On Sep 24, 2013, at 11:41 AM, Charles Srstka wrote:

> On Sep 24, 2013, at 3:54 AM, Ken Thomases <[email protected]> wrote:
> 
>> I believe one solution is the searchfs() routine.  Of course, that's a 
>> potentially slow or expensive operation.  In theory, I suppose, searching 
>> for a file by its ID should be no slower than converting a file reference 
>> URL to a file path URL.
> 
> Ironically, searchfs() was the example I was going to pipe in and suggest he 
> might have been using, as an example of how he might be stuck with a file ID 
> that he's trying to convert to a URL. The trouble with searchfs() is that if 
> you try to ask it to return ATTR_CMN_FULLPATH, it immediately bails out with 
> EINVAL. The source code for XNU reveals what attributes it will let you 
> request:
> 
> /*
>        * Fail requests for attributes that HFS does not support for the
>        * items that match the search criteria.  Note that these checks
>        * are for the OUTBOUND attributes to be returned (not search criteria).
>        */
>       if ((ap->a_returnattrs->commonattr & ~HFS_ATTR_CMN_VALID) ||
>           (ap->a_returnattrs->volattr != 0) ||
>           (ap->a_returnattrs->dirattr & ~HFS_ATTR_DIR_VALID) ||
>           (ap->a_returnattrs->fileattr & ~HFS_ATTR_FILE_VALID) ||
>           (ap->a_returnattrs->forkattr != 0)) {
>               return (EINVAL);
>       }
> And in the header:
> 
> #define HFS_ATTR_CMN_VALID                            \
>       (ATTR_CMN_NAME | ATTR_CMN_DEVID |               \
>        ATTR_CMN_FSID | ATTR_CMN_OBJTYPE |             \
>        ATTR_CMN_OBJTAG | ATTR_CMN_OBJID |             \
>        ATTR_CMN_OBJPERMANENTID | ATTR_CMN_PAROBJID |  \
>        ATTR_CMN_SCRIPT | ATTR_CMN_CRTIME |            \
>        ATTR_CMN_MODTIME | ATTR_CMN_CHGTIME |          \
>        ATTR_CMN_ACCTIME | ATTR_CMN_BKUPTIME |         \
>        ATTR_CMN_FNDRINFO |ATTR_CMN_OWNERID |          \
>        ATTR_CMN_GRPID | ATTR_CMN_ACCESSMASK |         \
>        ATTR_CMN_FLAGS | ATTR_CMN_USERACCESS |         \
>        ATTR_CMN_FILEID | ATTR_CMN_PARENTID )

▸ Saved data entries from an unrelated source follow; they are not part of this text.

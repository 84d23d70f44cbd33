//! Runtime control for [`Server`].

mod accept;
mod backoff;
#[cfg(test)]
mod tests;

use std::sync::Arc;

use accept::{AcceptLoop, accept_loop};
pub use backoff::BackoffConfig;
use futures::Future;
use log::{info, warn};
use tokio::{select, signal};
use tokio_util::task::TaskTracker;

use super::{Bound, Server, ServerError, connection::ConnectionContext};
use crate::dispatch::Dispatcher;

impl Server<Bound> {
    /// Run the server until Ctrl-C is received or [`super::ServerHandle::stop`]
    /// is called.
    ///
    /// # Errors
    ///
    /// Accept failures are retried with exponential back-off and do not
    /// surface as errors; the `Result` is kept for start-up failures.
    pub async fn serve(self) -> Result<(), ServerError> {
        self.run_with_shutdown(async {
            let _ = signal::ctrl_c().await;
        })
        .await
    }

    /// Run the server until `shutdown` resolves or
    /// [`super::ServerHandle::stop`] is called.
    ///
    /// Shutdown proceeds in order: stop accepting, stop every connection,
    /// wait for their tasks (and stop hooks) to finish, shut the worker pool
    /// down, release the listener.
    ///
    /// # Examples
    ///
    /// ```
    /// use std::net::{Ipv4Addr, SocketAddr};
    ///
    /// use tokio::sync::oneshot;
    /// use wirework::server::Server;
    ///
    /// # #[tokio::main]
    /// # async fn main() -> Result<(), wirework::server::ServerError> {
    /// let server = Server::new("demo").bind(SocketAddr::from((Ipv4Addr::LOCALHOST, 0)))?;
    ///
    /// let (tx, rx) = oneshot::channel::<()>();
    /// let handle = tokio::spawn(server.run_with_shutdown(async {
    ///     let _ = rx.await;
    /// }));
    ///
    /// let _ = tx.send(());
    /// handle
    ///     .await
    ///     .expect("join server task")
    ///     .expect("server run failed");
    /// # Ok(())
    /// # }
    /// ```
    ///
    /// # Errors
    ///
    /// Accept failures are retried with exponential back-off and do not
    /// surface as errors.
    #[expect(
        clippy::integer_division_remainder_used,
        reason = "tokio::select! expands to modulus internally"
    )]
    pub async fn run_with_shutdown<F>(self, shutdown: F) -> Result<(), ServerError>
    where
        F: Future<Output = ()> + Send,
    {
        let Server {
            config,
            routes,
            hooks,
            ready_tx,
            backoff,
            control,
            state: Bound { listener },
        } = self;

        let dispatcher = Dispatcher::start(Arc::new(routes), config.dispatch_config());
        let ctx = ConnectionContext {
            settings: config.connection_settings(),
            dispatcher: dispatcher.clone(),
            manager: Arc::clone(control.manager()),
            hooks,
            tracker: TaskTracker::new(),
        };
        let accept = AcceptLoop {
            ctx: &ctx,
            shutdown: control.shutdown_token(),
            backoff,
            max_conn: config.max_conn,
        };
        info!(
            "server started: name={}, addr={:?}, workers={}, max_conn={}, max_packet_size={}",
            config.name,
            listener.local_addr().ok(),
            dispatcher.worker_count(),
            config.max_conn,
            config.max_packet_size,
        );

        if let Some(tx) = ready_tx
            && tx.send(()).is_err()
        {
            warn!("failed to send readiness signal: receiver dropped");
        }

        select! {
            () = shutdown => control.stop(),
            () = accept_loop(listener.as_ref(), &accept) => {},
        }

        info!("server stopping: name={}, live={}", config.name, ctx.manager.len());
        ctx.manager.clear_all();
        ctx.tracker.close();
        ctx.tracker.wait().await;
        dispatcher.shutdown().await;
        drop(listener);
        control.mark_stopped();
        info!("server stopped: name={}", config.name);
        Ok(())
    }
}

> #define HFS_ATTR_DIR_VALID                            \
>       (ATTR_DIR_LINKCOUNT | ATTR_DIR_ENTRYCOUNT | ATTR_DIR_MOUNTSTATUS)
> #define HFS_ATTR_FILE_VALID                             \
>       (ATTR_FILE_LINKCOUNT |ATTR_FILE_TOTALSIZE |       \
>        ATTR_FILE_ALLOCSIZE | ATTR_FILE_IOBLOCKSIZE |    \
>        ATTR_FILE_CLUMPSIZE | ATTR_FILE_DEVTYPE |        \
>        ATTR_FILE_DATALENGTH | ATTR_FILE_DATAALLOCSIZE | \
>        ATTR_FILE_RSRCLENGTH | ATTR_FILE_RSRCALLOCSIZE)
> 
> Indeed, the only allowed attribute that uniquely identifies the file, so far 
> as I can tell, is the file ID, leaving you with exactly the conundrum that 
> Ben is in now. The only way that I've found to get from the results of 
> searchfs() to a decent path or URL usable by any other API on the system is 
> to either:
> 
> 1. Use the private fsgetpath SPI, which is what FSCatalogSearch seems to do, 
> or:
> 
> 2. Build a reference NSURL from scratch.
> 
> Both of these are pretty bad, but of the two, building the NSURL seems the 
> less evil. If there's an actually good way to get from the results of 
> searchfs() to something actually usable, I'd be very interested to hear what 
> it is myself. It's pretty clear, however, that searchfs() is *not* going to 
> be the answer to Ben's question. It's also pretty clear that searchfs() is a 
> near-useless API since the only way to get usable results from it is 
> essentially to hack something, but that's a problem for another thread.

I was not aware of those limitations.  Thanks for enlightening me.  It looks, 
though, like you could reconstruct a path by working your way back from the 
item through its ancestors, getting each name along the way, using 
ATTR_CMN_NAME and ATTR_CMN_PARENTID.  Not graceful, but should work.